### Instructions to follow
Find the lines in the records that carry the word "count". Copy each one.

[Stored data entries]
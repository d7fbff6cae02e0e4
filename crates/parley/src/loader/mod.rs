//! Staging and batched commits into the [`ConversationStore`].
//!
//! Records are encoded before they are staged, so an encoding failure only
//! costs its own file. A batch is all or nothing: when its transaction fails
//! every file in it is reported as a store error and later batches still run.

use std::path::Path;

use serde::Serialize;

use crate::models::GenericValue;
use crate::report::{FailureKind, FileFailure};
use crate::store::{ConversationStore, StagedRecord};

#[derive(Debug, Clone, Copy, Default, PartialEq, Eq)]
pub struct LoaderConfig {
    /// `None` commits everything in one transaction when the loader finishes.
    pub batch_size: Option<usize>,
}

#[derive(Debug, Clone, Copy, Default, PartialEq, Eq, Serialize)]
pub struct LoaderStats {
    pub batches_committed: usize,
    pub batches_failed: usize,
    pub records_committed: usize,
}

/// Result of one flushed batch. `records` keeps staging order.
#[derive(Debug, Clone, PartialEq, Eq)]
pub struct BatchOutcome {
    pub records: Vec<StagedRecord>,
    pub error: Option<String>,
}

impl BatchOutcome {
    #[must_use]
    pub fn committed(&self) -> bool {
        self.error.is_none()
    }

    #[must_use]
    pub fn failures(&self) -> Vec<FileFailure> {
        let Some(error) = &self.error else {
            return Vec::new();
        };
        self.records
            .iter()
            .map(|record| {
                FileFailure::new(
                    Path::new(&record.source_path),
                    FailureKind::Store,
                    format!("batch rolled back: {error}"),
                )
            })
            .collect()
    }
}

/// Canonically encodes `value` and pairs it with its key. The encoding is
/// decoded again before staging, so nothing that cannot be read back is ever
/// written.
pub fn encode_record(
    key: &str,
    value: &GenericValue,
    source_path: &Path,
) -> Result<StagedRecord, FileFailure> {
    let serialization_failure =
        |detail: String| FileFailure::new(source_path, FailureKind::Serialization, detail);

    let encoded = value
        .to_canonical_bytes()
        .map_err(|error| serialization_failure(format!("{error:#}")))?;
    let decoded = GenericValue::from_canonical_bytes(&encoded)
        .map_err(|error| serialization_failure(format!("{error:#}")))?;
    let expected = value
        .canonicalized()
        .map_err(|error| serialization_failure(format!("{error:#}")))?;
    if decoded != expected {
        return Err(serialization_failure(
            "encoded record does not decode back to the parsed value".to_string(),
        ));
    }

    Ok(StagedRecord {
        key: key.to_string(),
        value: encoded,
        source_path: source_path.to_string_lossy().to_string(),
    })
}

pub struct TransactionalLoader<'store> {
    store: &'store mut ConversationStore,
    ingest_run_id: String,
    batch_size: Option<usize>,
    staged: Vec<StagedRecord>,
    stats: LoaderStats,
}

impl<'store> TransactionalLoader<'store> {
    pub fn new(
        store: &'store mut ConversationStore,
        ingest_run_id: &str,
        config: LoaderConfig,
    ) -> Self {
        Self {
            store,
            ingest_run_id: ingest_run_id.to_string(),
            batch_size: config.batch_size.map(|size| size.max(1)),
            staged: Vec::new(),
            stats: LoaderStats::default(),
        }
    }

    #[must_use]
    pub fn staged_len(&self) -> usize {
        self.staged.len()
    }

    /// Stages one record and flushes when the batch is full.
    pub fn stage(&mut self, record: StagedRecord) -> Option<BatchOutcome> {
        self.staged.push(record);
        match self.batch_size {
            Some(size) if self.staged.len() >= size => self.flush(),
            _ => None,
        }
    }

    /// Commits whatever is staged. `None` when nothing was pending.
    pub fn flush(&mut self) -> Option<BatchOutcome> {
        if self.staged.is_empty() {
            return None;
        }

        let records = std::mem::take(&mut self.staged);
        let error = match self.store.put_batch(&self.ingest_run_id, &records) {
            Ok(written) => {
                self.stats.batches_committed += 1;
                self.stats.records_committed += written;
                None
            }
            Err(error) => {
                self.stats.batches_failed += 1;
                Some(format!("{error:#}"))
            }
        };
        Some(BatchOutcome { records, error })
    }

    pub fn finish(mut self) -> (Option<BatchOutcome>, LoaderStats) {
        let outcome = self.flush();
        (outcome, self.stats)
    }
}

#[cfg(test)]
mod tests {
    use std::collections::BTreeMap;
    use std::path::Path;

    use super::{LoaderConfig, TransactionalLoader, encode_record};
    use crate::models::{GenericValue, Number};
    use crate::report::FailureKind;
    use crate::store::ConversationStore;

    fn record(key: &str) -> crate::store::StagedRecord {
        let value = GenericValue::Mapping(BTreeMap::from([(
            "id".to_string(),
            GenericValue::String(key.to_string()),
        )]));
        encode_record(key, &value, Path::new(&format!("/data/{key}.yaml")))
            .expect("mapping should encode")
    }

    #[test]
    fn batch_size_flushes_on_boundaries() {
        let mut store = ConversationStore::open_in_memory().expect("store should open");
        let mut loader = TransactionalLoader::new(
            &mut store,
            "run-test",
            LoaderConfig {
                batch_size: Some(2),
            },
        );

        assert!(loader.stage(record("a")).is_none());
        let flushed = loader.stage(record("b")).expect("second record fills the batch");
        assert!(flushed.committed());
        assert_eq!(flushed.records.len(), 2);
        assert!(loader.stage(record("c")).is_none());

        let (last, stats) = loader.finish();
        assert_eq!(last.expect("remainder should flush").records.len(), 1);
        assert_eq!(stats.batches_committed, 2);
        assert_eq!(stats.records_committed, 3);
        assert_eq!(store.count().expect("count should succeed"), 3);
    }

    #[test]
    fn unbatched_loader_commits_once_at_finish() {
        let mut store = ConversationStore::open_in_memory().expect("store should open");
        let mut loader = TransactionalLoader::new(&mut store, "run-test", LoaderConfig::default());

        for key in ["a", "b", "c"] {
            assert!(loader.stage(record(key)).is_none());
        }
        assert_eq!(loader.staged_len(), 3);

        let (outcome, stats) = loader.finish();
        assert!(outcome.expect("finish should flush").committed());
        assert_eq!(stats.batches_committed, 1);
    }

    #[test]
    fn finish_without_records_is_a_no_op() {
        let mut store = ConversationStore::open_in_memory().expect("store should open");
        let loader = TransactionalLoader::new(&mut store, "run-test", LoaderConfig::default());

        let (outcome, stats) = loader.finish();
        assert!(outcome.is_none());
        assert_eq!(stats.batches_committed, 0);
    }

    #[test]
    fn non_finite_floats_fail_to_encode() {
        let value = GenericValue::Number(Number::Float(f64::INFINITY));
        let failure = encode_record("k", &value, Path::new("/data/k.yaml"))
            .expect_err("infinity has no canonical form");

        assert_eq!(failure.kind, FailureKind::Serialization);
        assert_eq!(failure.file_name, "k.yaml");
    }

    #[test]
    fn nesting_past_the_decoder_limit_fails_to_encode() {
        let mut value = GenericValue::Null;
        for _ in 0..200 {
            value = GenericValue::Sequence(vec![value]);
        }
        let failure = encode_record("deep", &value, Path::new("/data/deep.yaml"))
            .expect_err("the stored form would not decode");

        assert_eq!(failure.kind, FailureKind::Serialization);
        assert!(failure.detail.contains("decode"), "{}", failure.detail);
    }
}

==

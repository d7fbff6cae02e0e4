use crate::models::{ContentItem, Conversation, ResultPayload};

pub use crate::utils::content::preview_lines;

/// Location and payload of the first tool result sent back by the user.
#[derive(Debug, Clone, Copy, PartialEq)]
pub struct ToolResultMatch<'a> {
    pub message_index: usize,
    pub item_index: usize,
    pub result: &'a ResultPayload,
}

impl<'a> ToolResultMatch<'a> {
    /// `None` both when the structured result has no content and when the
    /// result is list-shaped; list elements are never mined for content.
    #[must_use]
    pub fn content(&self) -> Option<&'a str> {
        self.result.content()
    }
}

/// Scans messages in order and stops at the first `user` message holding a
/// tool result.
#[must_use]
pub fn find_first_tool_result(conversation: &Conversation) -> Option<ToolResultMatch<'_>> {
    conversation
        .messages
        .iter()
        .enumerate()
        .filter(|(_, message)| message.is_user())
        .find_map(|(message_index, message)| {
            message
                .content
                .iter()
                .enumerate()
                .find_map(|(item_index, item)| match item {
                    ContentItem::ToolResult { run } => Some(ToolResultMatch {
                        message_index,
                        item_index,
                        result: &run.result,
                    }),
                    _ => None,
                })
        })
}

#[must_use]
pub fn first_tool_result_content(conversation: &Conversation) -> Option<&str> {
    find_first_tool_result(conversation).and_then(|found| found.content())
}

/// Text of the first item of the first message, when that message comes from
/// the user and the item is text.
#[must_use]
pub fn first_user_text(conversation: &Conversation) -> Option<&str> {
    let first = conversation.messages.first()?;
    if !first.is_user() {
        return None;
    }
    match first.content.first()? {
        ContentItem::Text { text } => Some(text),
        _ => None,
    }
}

...

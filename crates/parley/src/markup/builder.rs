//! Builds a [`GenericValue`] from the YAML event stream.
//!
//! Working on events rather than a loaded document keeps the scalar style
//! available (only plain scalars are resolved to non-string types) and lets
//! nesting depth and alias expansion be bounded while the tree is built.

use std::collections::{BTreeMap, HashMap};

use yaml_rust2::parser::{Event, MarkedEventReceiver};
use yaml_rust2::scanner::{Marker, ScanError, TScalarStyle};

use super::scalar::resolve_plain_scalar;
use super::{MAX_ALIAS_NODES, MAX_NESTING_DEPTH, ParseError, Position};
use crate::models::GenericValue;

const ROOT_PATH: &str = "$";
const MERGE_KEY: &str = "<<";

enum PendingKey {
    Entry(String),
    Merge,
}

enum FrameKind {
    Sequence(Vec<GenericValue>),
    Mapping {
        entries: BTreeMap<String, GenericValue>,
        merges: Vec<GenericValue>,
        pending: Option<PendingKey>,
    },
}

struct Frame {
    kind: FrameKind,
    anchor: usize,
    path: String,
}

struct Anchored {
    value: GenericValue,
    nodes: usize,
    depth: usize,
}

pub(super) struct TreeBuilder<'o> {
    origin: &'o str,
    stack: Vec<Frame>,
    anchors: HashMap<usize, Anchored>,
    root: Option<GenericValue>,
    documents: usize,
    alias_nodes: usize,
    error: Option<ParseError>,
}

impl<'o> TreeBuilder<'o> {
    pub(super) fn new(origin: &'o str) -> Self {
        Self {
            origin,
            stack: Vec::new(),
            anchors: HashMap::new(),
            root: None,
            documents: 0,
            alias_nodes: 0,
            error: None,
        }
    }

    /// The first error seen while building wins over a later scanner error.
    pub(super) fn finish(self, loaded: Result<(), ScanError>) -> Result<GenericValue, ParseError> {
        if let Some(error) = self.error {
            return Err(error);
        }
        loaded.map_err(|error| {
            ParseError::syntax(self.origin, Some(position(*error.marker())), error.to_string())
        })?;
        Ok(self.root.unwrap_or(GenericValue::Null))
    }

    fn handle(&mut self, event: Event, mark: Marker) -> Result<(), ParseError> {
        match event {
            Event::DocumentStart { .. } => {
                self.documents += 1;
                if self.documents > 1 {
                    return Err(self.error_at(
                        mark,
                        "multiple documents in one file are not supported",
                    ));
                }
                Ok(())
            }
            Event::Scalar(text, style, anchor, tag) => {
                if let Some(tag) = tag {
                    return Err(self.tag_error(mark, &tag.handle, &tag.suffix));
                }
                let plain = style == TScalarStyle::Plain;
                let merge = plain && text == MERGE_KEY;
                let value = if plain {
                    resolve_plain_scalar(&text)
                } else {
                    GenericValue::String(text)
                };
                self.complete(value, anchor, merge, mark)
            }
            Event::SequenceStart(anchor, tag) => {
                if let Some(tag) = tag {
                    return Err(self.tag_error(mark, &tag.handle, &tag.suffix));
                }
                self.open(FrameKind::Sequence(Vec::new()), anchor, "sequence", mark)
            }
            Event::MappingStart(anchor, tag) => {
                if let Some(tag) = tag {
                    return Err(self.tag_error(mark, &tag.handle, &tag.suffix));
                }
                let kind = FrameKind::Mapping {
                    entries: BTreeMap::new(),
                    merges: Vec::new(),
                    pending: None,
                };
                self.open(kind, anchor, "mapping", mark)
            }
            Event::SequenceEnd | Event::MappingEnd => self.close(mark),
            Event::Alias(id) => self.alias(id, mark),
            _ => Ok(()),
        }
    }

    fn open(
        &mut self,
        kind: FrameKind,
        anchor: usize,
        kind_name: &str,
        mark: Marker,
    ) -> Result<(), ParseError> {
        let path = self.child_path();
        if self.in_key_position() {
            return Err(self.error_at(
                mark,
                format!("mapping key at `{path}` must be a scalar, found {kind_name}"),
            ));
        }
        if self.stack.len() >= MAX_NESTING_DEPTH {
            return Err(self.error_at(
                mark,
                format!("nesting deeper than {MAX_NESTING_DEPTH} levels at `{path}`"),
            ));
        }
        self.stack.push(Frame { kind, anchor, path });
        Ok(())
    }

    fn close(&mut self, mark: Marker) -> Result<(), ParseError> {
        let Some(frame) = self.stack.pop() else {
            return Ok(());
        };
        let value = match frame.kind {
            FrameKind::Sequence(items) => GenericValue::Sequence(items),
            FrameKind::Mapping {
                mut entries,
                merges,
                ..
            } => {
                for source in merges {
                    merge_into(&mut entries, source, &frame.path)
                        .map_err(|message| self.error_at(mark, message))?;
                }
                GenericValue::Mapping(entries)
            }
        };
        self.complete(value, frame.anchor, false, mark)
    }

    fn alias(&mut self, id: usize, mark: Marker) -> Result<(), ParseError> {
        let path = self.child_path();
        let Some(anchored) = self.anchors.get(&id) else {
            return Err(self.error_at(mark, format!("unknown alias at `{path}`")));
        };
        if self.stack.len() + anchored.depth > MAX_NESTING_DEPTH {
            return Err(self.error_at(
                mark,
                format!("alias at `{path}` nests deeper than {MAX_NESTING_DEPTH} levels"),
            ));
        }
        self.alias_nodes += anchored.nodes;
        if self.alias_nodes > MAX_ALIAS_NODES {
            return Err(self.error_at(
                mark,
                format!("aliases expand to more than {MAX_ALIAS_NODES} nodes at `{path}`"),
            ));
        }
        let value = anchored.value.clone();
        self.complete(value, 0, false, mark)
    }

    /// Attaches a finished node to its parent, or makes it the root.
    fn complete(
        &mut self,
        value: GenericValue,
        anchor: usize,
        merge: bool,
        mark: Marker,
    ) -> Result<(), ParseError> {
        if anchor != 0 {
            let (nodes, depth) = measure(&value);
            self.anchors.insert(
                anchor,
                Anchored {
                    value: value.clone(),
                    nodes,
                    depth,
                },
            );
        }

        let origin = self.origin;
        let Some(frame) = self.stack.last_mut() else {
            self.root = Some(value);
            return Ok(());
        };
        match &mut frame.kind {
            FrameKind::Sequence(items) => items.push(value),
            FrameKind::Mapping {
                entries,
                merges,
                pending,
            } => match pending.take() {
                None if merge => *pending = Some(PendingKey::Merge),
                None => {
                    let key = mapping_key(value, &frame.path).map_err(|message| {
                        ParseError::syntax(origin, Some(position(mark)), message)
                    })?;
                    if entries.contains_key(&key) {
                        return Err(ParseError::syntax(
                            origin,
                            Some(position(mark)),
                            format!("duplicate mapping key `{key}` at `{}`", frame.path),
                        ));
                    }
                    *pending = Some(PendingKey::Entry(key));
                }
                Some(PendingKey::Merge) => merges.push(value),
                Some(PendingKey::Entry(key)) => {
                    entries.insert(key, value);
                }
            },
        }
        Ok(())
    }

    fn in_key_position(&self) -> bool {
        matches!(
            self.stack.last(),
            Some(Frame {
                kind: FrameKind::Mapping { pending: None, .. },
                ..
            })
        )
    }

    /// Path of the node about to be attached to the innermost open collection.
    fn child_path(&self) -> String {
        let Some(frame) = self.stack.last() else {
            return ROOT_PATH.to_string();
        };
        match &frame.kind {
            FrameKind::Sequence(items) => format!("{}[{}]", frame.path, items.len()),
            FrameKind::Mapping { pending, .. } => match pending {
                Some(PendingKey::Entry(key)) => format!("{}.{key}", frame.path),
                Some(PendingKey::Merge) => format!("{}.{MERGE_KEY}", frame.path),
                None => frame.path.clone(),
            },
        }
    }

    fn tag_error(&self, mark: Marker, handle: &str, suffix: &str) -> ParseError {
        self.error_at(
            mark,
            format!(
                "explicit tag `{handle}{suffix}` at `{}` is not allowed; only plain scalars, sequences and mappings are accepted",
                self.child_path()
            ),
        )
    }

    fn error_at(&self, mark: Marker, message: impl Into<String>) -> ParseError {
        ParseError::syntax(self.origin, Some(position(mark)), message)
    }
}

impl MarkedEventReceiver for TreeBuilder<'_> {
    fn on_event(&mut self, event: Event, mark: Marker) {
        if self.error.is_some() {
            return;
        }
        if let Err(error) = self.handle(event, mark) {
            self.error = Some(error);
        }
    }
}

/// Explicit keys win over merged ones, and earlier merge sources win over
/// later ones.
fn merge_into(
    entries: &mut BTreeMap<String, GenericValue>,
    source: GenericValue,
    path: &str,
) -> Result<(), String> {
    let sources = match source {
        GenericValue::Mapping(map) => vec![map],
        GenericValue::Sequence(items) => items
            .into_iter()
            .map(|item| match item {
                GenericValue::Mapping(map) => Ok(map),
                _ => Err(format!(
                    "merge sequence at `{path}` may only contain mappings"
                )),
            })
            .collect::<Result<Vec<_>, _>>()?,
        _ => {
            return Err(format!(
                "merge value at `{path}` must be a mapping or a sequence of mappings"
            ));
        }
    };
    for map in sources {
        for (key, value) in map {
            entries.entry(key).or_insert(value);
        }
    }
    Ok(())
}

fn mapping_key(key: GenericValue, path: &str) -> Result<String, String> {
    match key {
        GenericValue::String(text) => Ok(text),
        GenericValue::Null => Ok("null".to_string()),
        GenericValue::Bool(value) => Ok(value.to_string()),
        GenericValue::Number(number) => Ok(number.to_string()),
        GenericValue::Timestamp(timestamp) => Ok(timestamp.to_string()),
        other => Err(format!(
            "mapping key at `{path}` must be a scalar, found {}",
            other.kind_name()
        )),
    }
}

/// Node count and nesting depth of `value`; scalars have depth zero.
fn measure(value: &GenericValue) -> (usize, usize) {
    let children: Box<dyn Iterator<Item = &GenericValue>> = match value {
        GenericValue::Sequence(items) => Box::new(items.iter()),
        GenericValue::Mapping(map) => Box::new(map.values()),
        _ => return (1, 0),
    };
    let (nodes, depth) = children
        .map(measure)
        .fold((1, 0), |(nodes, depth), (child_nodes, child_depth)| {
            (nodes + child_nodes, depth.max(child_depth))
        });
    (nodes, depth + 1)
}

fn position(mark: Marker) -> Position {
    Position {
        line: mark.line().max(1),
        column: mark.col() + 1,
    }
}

### Solution for this exercise
        assert_eq!(store.count().expect("count should succeed"), 3);
/// Node count and nesting depth of `value`; scalars have depth zero.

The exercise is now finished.